Freshen up any room with this DIY spray that harnesses the quintessential scent of spring
When roses are in bloom come spring, their petals can be turned into an antibacterial spray for freshening up rooms and closets. “Spraying a little rose water on sheets and towels is a luxurious way to welcome guests to your home,” says Stefani Bittner, owner of San Francisco Bay Area’s Homestead Design Collective and co-author of Harvest: Unexpected Projects Using 47 Extraordinary Garden Plants (Ten Speed Press; $22). She also turns the rose-water spray into facial toner by mixing it with witch hazel.
PREP TIME: 20 minutes for dried petals, 30 minutes for fresh petals
- 1 cup fresh organic rose petals* (or organic dried petals)
- 2 cups filtered water (just enough to cover the petals)
- 4 oz. witch hazel (optional; for facial toner)
- Double boiler, nonreactive
- Wooden spoon
- Fine-mesh strainer or cheesecloth
- Mason jar
- Glass spray bottle
1. Harvest. Pick roses in the morning before the heat of the day wilts the flowers. Select flowers that are just opening—not flowers that are already open or spent. Immediately place the harvested stems in cool water and keep them out of direct sunlight. Clean the petals with tap water.
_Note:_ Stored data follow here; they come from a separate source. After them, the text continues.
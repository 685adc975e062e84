use std::sync::Arc;

use axum::{
    extract::{
        rejection::{JsonRejection, QueryRejection},
        Query, State,
    },
    http::StatusCode,
    response::{IntoResponse, Response},
    routing::{get, post},
    Json, Router,
};
use chrono::NaiveDate;
use serde::Deserialize;
use serde_json::json;

use super::batch::BatchCancellation;
use super::domain::{
    BuildingType, ComparableSale, ConditionGrade, ConstructionType, MarketData, ParcelId,
    PropertySnapshot, QualityGrade, Region, ValuationFactors,
};
use super::error::ValuationError;
use super::market::MarketDataProvider;
use super::parcels::ParcelRepository;
use super::rate_table::RateTableStore;
use super::scenario::ScenarioRequest;
use super::service::ValuationService;

/// Shared handler state: the orchestrator plus the parcel roll used by batch requests.
pub struct ValuationState<S, M, P> {
    pub service: ValuationService<S, M>,
    pub parcels: Arc<P>,
}

/// Router builder exposing valuation, batch, rate lookup and scenario endpoints.
pub fn valuation_router<S, M, P>(service: ValuationService<S, M>, parcels: Arc<P>) -> Router
where
    S: RateTableStore + 'static,
    M: MarketDataProvider + 'static,
    P: ParcelRepository + 'static,
{
    let state = Arc::new(ValuationState { service, parcels });
    Router::new()
        .route("/api/v1/valuations", post(valuate_handler::<S, M, P>))
        .route("/api/v1/valuations/batch", post(batch_handler::<S, M, P>))
        .route("/api/v1/rate-tables/lookup", get(lookup_handler::<S, M, P>))
        .route("/api/v1/scenarios", post(scenario_handler::<S, M, P>))
        .with_state(state)
}

pub fn status_for(error: &ValuationError) -> StatusCode {
    match error {
        ValuationError::NotFound { .. } | ValuationError::ParcelNotFound { .. } => {
            StatusCode::NOT_FOUND
        }
        ValuationError::Validation { .. } => StatusCode::UNPROCESSABLE_ENTITY,
        ValuationError::UpstreamTimeout { .. } => StatusCode::GATEWAY_TIMEOUT,
        ValuationError::Upstream { .. } => StatusCode::BAD_GATEWAY,
        ValuationError::Computation(_) => StatusCode::INTERNAL_SERVER_ERROR,
        ValuationError::Cancelled => StatusCode::SERVICE_UNAVAILABLE,
    }
}

pub(crate) fn error_response(error: &ValuationError) -> Response {
    let payload = json!({
        "error": error.to_string(),
        "kind": error.kind(),
    });
    (status_for(error), Json(payload)).into_response()
}

fn rejected_body(rejection: JsonRejection) -> Response {
    error_response(&ValuationError::validation("body", rejection.body_text()))
}

fn rejected_query(rejection: QueryRejection) -> Response {
    error_response(&ValuationError::validation("query", rejection.body_text()))
}

#[derive(Debug, Clone, Deserialize)]
#[serde(rename_all = "camelCase")]
pub struct ComparableSaleBody {
    pub sale_price: f64,
    pub sale_date: NaiveDate,
    pub square_footage: f64,
}

#[derive(Debug, Clone, Deserialize)]
#[serde(rename_all = "camelCase")]
pub struct MarketDataBody {
    pub region: String,
    pub trend_percent: f64,
    pub months_of_inventory: f64,
    #[serde(default)]
    pub comparable_sales: Vec<ComparableSaleBody>,
}

impl MarketDataBody {
    pub fn into_market_data(self) -> Result<MarketData, ValuationError> {
        Ok(MarketData {
            region: Region::parse(&self.region)?,
            trend_percent: self.trend_percent,
            months_of_inventory: self.months_of_inventory,
            comparable_sales: self
                .comparable_sales
                .into_iter()
                .map(|sale| ComparableSale {
                    sale_price: sale.sale_price,
                    sale_date: sale.sale_date,
                    area_units: sale.square_footage,
                })
                .collect(),
        })
    }
}

/// Single valuation payload as submitted by assessor tooling.
#[derive(Debug, Clone, Deserialize)]
#[serde(rename_all = "camelCase")]
pub struct ValuationRequestBody {
    pub region: String,
    pub building_type: String,
    pub square_footage: f64,
    pub complexity_factor: f64,
    pub condition_factor: f64,
    pub year_built: i32,
    #[serde(default)]
    pub condition: Option<String>,
    #[serde(default)]
    pub quality_grade: Option<String>,
    #[serde(default)]
    pub construction_type: Option<String>,
    #[serde(default)]
    pub neighborhood: Option<String>,
    #[serde(default)]
    pub market_data: Option<MarketDataBody>,
    #[serde(default)]
    pub matrix_year: Option<i32>,
}

/// Parsed form of [`ValuationRequestBody`].
pub struct ValuationCommand {
    pub snapshot: PropertySnapshot,
    pub factors: ValuationFactors,
    pub market_data: Option<MarketData>,
    pub matrix_year: Option<i32>,
}

impl ValuationRequestBody {
    pub fn into_command(self) -> Result<ValuationCommand, ValuationError> {
        let snapshot = PropertySnapshot {
            area_units: self.square_footage,
            year_built: self.year_built,
            building_type: BuildingType::parse(&self.building_type)?,
            region: Region::parse(&self.region)?,
            neighborhood: self.neighborhood,
        };
        let factors = ValuationFactors {
            quality_grade: self
                .quality_grade
                .as_deref()
                .map(str::parse::<QualityGrade>)
                .transpose()?,
            condition_grade: self
                .condition
                .as_deref()
                .map(str::parse::<ConditionGrade>)
                .transpose()?,
            complexity_factor: self.complexity_factor,
            condition_factor: self.condition_factor,
            construction_type: self
                .construction_type
                .as_deref()
                .map(str::parse::<ConstructionType>)
                .transpose()?,
        };
        let market_data = self
            .market_data
            .map(MarketDataBody::into_market_data)
            .transpose()?;
        Ok(ValuationCommand {
            snapshot,
            factors,
            market_data,
            matrix_year: self.matrix_year,
        })
    }
}

#[derive(Debug, Clone, Deserialize)]
#[serde(rename_all = "camelCase")]
pub struct BatchRequestBody {
    pub property_ids: Vec<String>,
    #[serde(default)]
    pub market_data: Option<MarketDataBody>,
}

#[derive(Debug, Clone, Deserialize)]
#[serde(rename_all = "camelCase")]
pub struct RateLookupQuery {
    pub building_type: String,
    pub region: String,
    #[serde(default)]
    pub year: Option<i32>,
}

pub(crate) async fn valuate_handler<S, M, P>(
    State(state): State<Arc<ValuationState<S, M, P>>>,
    payload: Result<Json<ValuationRequestBody>, JsonRejection>,
) -> Response
where
    S: RateTableStore + 'static,
    M: MarketDataProvider + 'static,
    P: ParcelRepository + 'static,
{
    let Json(body) = match payload {
        Ok(payload) => payload,
        Err(rejection) => return rejected_body(rejection),
    };
    let command = match body.into_command() {
        Ok(command) => command,
        Err(error) => return error_response(&error),
    };

    match state
        .service
        .valuate_pinned(
            &command.snapshot,
            &command.factors,
            command.market_data.as_ref(),
            command.matrix_year,
        )
        .await
    {
        Ok(result) => (StatusCode::OK, Json(result)).into_response(),
        Err(error) => error_response(&error),
    }
}

pub(crate) async fn batch_handler<S, M, P>(
    State(state): State<Arc<ValuationState<S, M, P>>>,
    payload: Result<Json<BatchRequestBody>, JsonRejection>,
) -> Response
where
    S: RateTableStore + 'static,
    M: MarketDataProvider + 'static,
    P: ParcelRepository + 'static,
{
    let Json(body) = match payload {
        Ok(payload) => payload,
        Err(rejection) => return rejected_body(rejection),
    };
    let market_data = match body.market_data.map(MarketDataBody::into_market_data).transpose() {
        Ok(market_data) => market_data,
        Err(error) => return error_response(&error),
    };
    let ids = body.property_ids.into_iter().map(ParcelId).collect();

    match state
        .service
        .valuate_parcels(
            Arc::clone(&state.parcels),
            ids,
            market_data,
            &BatchCancellation::new(),
        )
        .await
    {
        Ok(report) => (StatusCode::OK, Json(report.view())).into_response(),
        Err(error) => error_response(&error),
    }
}

pub(crate) async fn lookup_handler<S, M, P>(
    State(state): State<Arc<ValuationState<S, M, P>>>,
    query: Result<Query<RateLookupQuery>, QueryRejection>,
) -> Response
where
    S: RateTableStore + 'static,
    M: MarketDataProvider + 'static,
    P: ParcelRepository + 'static,
{
    let Query(query) = match query {
        Ok(query) => query,
        Err(rejection) => return rejected_query(rejection),
    };
    let parsed = BuildingType::parse(&query.building_type)
        .and_then(|building_type| Ok((building_type, Region::parse(&query.region)?)));
    let (building_type, region) = match parsed {
        Ok(keys) => keys,
        Err(error) => return error_response(&error),
    };

    match state
        .service
        .resolve_rate(&building_type, &region, query.year)
        .await
    {
        Ok(entry) => (StatusCode::OK, Json(entry)).into_response(),
        Err(error) => error_response(&error),
    }
}

pub(crate) async fn scenario_handler<S, M, P>(
    State(state): State<Arc<ValuationState<S, M, P>>>,
    payload: Result<Json<ScenarioRequest>, JsonRejection>,
) -> Response
where
    S: RateTableStore + 'static,
    M: MarketDataProvider + 'static,
    P: ParcelRepository + 'static,
{
    let Json(request) = match payload {
        Ok(payload) => payload,
        Err(rejection) => return rejected_body(rejection),
    };
    match state.service.engine().scenarios(&request) {
        Ok(matrix) => (StatusCode::OK, Json(matrix)).into_response(),
        Err(error) => error_response(&error),
    }
}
2. Simmer. Heat water in the bottom pot of a double boiler until it comes to a gentle simmer. Add the rose petals and just enough water to cover them to the top pot. Cover and simmer water and petals until the petals lose all their color. You don’t want a hard boil here, just a very gentle simmer. Simmer for 15 to 20 minutes for fresh petals (dried petals take 7 to 10 minutes).
3. Strain. Once the petals are done simmering, remove from heat and allow the water to cool completely. Strain rose water into a clean mason jar, using a funnel if necessary, and using a wooden spoon to press the petals into the strainer to remove all the moisture. Store, tightly covered, in the refrigerator. It will keep for 1 month. To use, pour into a small spray bottle as needed.
* Be sure to use organic rose petals (petals from flowers that were never sprayed or treated with pesticides). You’ll want the spray—or facial toner—to be organic.